Elizabeth had never wanted to simultaneously laugh and punch someone in the face as she did now. She was certain Colin Williams had to be insane. They had only spoken to each other a handful of times; other than that, she steadfastly avoided his come-ons, even to the point of rudeness. How on earth could anyone mistake such disdain for shyness? Then, Elizabeth had a flash of understanding. She snorted.

“Nice joke. Did Mr. Darcy put you up to this?”

“Mr. Darcy?! Why, why, no. Of course not. I can't imagine…Elizabeth - oh my God, I mean, Miss Bennet - please do not put yourself down. I know it may be a bit farfetched for a man of my position to ask a woman like you to the Gala, but rest assured, Catherine Boroughs has given me permission.”

“Why was he standing out here before?”

“I'm sorry?”

“William Darcy. Why was he standing out here before?”

Colin had never seen this side of gentle, sweet Elizabeth and was flabbergasted by the sudden fire in her eyes.

“I-I-I...he-he...I...we were simply discussing the Gala and you just happened-”

“So he thought it would be really funny if you asked me? A great joke.” Elizabeth snorted again.

“A joke? Miss Bennet, I'm not understanding you. He was only telling me that he's escorting Anne Boroughs, who, you know, is the daughter of Cath-”

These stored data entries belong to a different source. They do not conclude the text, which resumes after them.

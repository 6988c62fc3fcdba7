// SPDX-License-Identifier: BUSL-1.1
// Copyright (c) 2026 Alfred Jean LLC

//! Schnorr signing of config checkpoints
//!
//! Signatures are BIP-340 Schnorr over secp256k1: 32-byte hex x-only public
//! keys, 32-byte hex secret scalars, 64-byte hex signatures. The signed
//! message is SHA-256 of the binding string
//! `viracochan:v1:<cs>:<version>:<time>:<content-digest>`, where the content
//! digest covers the raw payload bytes as stored. A signature attests to
//! the exact bytes the signer saw, not to any re-serialization.

use chrono::{DateTime, Utc};
use secp256k1::schnorr::Signature;
use secp256k1::{All, Keypair, Message, Secp256k1, VerifyOnly, XOnlyPublicKey};
use serde_json::value::RawValue;
use sha2::{Digest, Sha256};
use std::sync::OnceLock;
use thiserror::Error;
use viracochan_core::{timefmt, ChainError, Config};

/// Errors from signing and verification
#[derive(Debug, Error)]
pub enum SignError {
    #[error("config has no checksum to sign")]
    MissingChecksum,
    #[error("config has no signature")]
    MissingSignature,
    #[error("invalid signature")]
    InvalidSignature,
    #[error("invalid key: {0}")]
    InvalidKey(String),
    #[error("signature verification failed at entry {index}: {source}")]
    Chain {
        index: usize,
        #[source]
        source: Box<SignError>,
    },
    #[error(transparent)]
    Invalid(#[from] ChainError),
}

fn verify_context() -> &'static Secp256k1<VerifyOnly> {
    static CTX: OnceLock<Secp256k1<VerifyOnly>> = OnceLock::new();
    CTX.get_or_init(Secp256k1::verification_only)
}

/// The canonical string a signature binds to.
fn binding_string(cfg: &Config) -> String {
    let content_digest = Sha256::digest(cfg.content.get().as_bytes());
    format!(
        "viracochan:v1:{}:{}:{}:{}",
        cfg.meta.cs,
        cfg.meta.version,
        timefmt::format_rfc3339_nano(cfg.meta.time),
        hex::encode(content_digest)
    )
}

fn message_for(cfg: &Config) -> Message {
    let digest: [u8; 32] = Sha256::digest(binding_string(cfg).as_bytes()).into();
    Message::from_digest(digest)
}

/// A signing keypair.
#[derive(Clone)]
pub struct Signer {
    secp: Secp256k1<All>,
    keypair: Keypair,
    public_key: String,
}

impl Signer {
    /// Generate a fresh keypair.
    pub fn generate() -> Self {
        let secp = Secp256k1::new();
        let keypair = Keypair::new(&secp, &mut rand::thread_rng());
        let public_key = hex::encode(keypair.x_only_public_key().0.serialize());
        Self {
            secp,
            keypair,
            public_key,
        }
    }

    /// Restore a signer from a 32-byte hex secret scalar.
    pub fn from_secret_hex(secret: &str) -> Result<Self, SignError> {
        let secp = Secp256k1::new();
        let keypair = Keypair::from_seckey_str(&secp, secret)
            .map_err(|e| SignError::InvalidKey(e.to_string()))?;
        let public_key = hex::encode(keypair.x_only_public_key().0.serialize());
        Ok(Self {
            secp,
            keypair,
            public_key,
        })
    }

    /// The x-only public key, hex encoded.
    pub fn public_key(&self) -> &str {
        &self.public_key
    }

    /// Sign a checksummed config, storing the signature into its meta.
    pub fn sign(&self, cfg: &mut Config) -> Result<(), SignError> {
        if cfg.meta.cs.is_empty() {
            return Err(SignError::MissingChecksum);
        }
        let sig = self.secp.sign_schnorr(&message_for(cfg), &self.keypair);
        cfg.meta.signature = hex::encode(sig.serialize());
        Ok(())
    }

    /// Verify a config's signature under `public_key`.
    pub fn verify(&self, cfg: &Config, public_key: &str) -> Result<(), SignError> {
        verify_config(cfg, public_key)
    }
}

/// Verify a config's signature under a hex x-only public key.
pub fn verify_config(cfg: &Config, public_key: &str) -> Result<(), SignError> {
    if cfg.meta.signature.is_empty() {
        return Err(SignError::MissingSignature);
    }

    let sig_bytes = hex::decode(&cfg.meta.signature).map_err(|_| SignError::InvalidSignature)?;
    let sig = Signature::from_slice(&sig_bytes).map_err(|_| SignError::InvalidSignature)?;

    let key_bytes = hex::decode(public_key).map_err(|e| SignError::InvalidKey(e.to_string()))?;
    let key =
        XOnlyPublicKey::from_slice(&key_bytes).map_err(|e| SignError::InvalidKey(e.to_string()))?;

    verify_context()
        .verify_schnorr(&sig, &message_for(cfg), &key)
        .map_err(|_| SignError::InvalidSignature)
}

/// Verify every signed entry of a chain; unsigned entries are skipped so
/// partially signed histories remain checkable.
pub fn verify_chain_signatures(configs: &[Config], public_key: &str) -> Result<(), SignError> {
    for (index, cfg) in configs.iter().enumerate() {
        if cfg.meta.signature.is_empty() {
            continue;
        }
        verify_config(cfg, public_key).map_err(|source| SignError::Chain {
            index,
            source: Box::new(source),
        })?;
    }
    Ok(())
}

/// A config paired with the signer that maintains it.
pub struct SignedConfig {
    config: Config,
    signer: Signer,
}

impl SignedConfig {
    pub fn new(config: Config, signer: Signer) -> Self {
        Self { config, signer }
    }

    pub fn config(&self) -> &Config {
        &self.config
    }

    /// Replace the content, stamp the next version, and re-sign.
    pub fn update(&mut self, content: Box<RawValue>, now: DateTime<Utc>) -> Result<(), SignError> {
        self.config.content = content;
        self.config.update_meta(now)?;
        self.signer.sign(&mut self.config)
    }

    pub fn verify(&self, public_key: &str) -> Result<(), SignError> {
        verify_config(&self.config, public_key)
    }
}

#[cfg(test)]
#[path = "signer_tests.rs"]
mod tests;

“I know who she is.” The bite in her tone caused Colin to step back in alarm. Elizabeth glared at the silly man before her. She shook her head. It dawned on her that perhaps he truly was insane. Perhaps William Darcy had not put Colin up to anything. Her temper settled.

“So will seven thirty be fine?” Colin whispered after a few moments.

A sardonic grin spread across Elizabeth's lips. She had no clue what strange designs were at work here. She and Colin? Better yet, William Darcy and Anne Boroughs? She pictured the four of them, paired off in two bizarre, improbable couplings – like an Addams Family portrait. Stifling a giggle, Elizabeth silently said a prayer of thanks for her foresight in asking Greg Wickham, thus sparing her any guilt she may have felt in turning down Uncle Fester.

“I do appreciate the offer, Colin, but unfortunately, I already have a date for the Gala. I'm really sorry.”

The man's face drooped into a look of horror. He had not expected rejection. He could not fathom it. Elizabeth was so demure, so gentle, and sweet. For weeks, she had been doing everything to attract him, and now she was refusing him? Colin's normally red face turned a deep shade of crimson.

“Miss Bennet, may I remind you that I have the specific blessing of Catherine Boroughs.”

Elizabeth looked at him as if the man had just spoken to her in Urdu. “I'm sure that's significant for some people, but I'm sorry. I told you I'm already going with someone, and I'm really in no position to entertain two dates that evening.”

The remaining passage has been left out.